(Collected data entries)
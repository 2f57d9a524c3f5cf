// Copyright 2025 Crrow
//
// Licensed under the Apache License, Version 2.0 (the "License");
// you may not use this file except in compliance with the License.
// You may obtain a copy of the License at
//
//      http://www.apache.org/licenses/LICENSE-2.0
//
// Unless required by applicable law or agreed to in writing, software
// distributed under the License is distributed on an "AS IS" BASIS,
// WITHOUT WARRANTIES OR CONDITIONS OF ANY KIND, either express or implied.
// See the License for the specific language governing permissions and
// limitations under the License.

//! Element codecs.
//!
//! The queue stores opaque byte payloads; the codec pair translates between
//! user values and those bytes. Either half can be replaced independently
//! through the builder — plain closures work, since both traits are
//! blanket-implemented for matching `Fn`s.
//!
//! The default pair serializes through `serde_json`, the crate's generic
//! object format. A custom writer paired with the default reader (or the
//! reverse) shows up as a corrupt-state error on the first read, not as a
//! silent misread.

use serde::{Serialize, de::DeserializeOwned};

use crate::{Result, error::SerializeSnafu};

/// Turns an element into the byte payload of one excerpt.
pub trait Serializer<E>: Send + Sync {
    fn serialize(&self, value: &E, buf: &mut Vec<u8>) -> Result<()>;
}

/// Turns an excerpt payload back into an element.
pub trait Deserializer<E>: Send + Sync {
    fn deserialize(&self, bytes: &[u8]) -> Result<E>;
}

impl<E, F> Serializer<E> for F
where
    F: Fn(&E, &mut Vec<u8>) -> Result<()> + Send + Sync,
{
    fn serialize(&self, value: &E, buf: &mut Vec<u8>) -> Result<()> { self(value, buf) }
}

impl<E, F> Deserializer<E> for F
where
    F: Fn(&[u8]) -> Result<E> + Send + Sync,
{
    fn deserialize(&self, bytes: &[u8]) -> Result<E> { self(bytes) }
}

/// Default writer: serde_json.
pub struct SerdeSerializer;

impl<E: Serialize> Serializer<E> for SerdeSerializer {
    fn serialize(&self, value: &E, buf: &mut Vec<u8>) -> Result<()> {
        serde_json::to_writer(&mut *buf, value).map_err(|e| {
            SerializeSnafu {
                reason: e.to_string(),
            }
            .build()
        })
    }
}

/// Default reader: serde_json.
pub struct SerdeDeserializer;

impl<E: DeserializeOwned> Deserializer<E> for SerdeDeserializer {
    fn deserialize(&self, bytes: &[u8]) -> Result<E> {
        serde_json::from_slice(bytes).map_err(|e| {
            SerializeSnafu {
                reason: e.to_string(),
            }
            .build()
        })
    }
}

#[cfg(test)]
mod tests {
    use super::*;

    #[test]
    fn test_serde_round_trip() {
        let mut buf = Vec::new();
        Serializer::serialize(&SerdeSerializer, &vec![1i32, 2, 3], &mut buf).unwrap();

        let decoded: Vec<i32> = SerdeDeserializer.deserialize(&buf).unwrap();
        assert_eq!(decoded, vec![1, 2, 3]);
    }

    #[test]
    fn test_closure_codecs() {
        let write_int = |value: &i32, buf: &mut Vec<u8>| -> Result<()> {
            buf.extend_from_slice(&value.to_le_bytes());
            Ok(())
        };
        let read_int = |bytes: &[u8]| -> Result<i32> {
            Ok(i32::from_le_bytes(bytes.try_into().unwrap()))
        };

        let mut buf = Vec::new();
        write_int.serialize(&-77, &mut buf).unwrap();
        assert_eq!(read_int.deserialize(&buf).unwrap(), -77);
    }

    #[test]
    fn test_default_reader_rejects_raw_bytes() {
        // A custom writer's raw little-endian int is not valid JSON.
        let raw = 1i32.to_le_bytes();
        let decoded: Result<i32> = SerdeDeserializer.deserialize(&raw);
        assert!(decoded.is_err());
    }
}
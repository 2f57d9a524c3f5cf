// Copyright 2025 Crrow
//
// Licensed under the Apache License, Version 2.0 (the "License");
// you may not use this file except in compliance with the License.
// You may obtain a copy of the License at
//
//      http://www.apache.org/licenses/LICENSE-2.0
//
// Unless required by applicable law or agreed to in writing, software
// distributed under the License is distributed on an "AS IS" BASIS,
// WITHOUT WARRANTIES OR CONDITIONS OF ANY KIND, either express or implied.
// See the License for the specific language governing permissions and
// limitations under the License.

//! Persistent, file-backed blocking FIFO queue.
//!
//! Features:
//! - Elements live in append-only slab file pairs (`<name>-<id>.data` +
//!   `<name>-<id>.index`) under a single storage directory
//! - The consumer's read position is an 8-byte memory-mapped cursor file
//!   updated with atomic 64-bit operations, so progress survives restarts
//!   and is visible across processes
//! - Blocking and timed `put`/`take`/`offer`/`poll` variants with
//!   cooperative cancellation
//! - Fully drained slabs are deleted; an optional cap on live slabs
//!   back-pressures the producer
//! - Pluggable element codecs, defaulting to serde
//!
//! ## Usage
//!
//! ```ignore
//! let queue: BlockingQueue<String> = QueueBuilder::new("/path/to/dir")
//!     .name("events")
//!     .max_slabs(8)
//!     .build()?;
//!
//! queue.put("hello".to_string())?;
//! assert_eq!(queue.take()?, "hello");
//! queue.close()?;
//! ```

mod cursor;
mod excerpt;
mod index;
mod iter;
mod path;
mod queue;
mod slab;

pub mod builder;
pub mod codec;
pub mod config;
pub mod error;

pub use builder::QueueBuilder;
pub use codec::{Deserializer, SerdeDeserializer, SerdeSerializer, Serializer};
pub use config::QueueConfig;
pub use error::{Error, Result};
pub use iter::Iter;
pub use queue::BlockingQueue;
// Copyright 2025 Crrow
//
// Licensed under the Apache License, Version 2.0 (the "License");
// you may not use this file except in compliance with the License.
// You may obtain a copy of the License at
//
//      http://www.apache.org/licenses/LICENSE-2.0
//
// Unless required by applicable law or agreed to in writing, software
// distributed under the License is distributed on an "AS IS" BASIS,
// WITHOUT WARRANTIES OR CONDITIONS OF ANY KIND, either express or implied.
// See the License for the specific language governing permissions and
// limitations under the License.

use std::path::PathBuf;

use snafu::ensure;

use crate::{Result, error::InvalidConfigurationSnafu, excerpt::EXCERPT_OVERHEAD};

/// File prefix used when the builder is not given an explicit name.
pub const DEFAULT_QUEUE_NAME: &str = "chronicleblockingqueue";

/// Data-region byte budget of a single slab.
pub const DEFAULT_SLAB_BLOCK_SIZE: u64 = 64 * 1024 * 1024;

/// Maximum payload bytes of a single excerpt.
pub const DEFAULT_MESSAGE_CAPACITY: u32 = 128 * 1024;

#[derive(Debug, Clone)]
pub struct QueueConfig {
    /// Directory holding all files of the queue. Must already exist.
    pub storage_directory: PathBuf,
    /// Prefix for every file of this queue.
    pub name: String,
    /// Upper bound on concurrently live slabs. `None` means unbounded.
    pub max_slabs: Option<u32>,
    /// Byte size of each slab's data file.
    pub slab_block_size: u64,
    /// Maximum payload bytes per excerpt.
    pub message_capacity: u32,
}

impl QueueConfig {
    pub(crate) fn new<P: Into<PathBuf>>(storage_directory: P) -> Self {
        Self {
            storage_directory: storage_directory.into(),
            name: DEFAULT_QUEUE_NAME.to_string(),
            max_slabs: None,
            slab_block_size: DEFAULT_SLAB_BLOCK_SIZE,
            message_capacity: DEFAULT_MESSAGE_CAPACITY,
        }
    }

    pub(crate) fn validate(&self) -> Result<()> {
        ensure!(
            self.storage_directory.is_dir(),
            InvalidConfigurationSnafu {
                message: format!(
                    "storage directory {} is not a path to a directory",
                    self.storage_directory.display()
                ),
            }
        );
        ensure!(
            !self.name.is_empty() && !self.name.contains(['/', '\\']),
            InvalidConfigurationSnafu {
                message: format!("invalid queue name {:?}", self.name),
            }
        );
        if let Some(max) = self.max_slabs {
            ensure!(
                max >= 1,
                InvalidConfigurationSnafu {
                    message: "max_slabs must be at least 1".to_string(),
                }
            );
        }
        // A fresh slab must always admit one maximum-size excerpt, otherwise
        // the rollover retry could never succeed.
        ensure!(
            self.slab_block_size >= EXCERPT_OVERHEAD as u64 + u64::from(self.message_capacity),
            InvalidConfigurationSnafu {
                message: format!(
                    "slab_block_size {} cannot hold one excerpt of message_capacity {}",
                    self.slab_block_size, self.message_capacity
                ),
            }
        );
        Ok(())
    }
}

- _What needs to be done_: Across the data, pull every line containing the string "index".

- _Output for this exercise_:
//!   `<name>-<id>.index`) under a single storage directory
mod index;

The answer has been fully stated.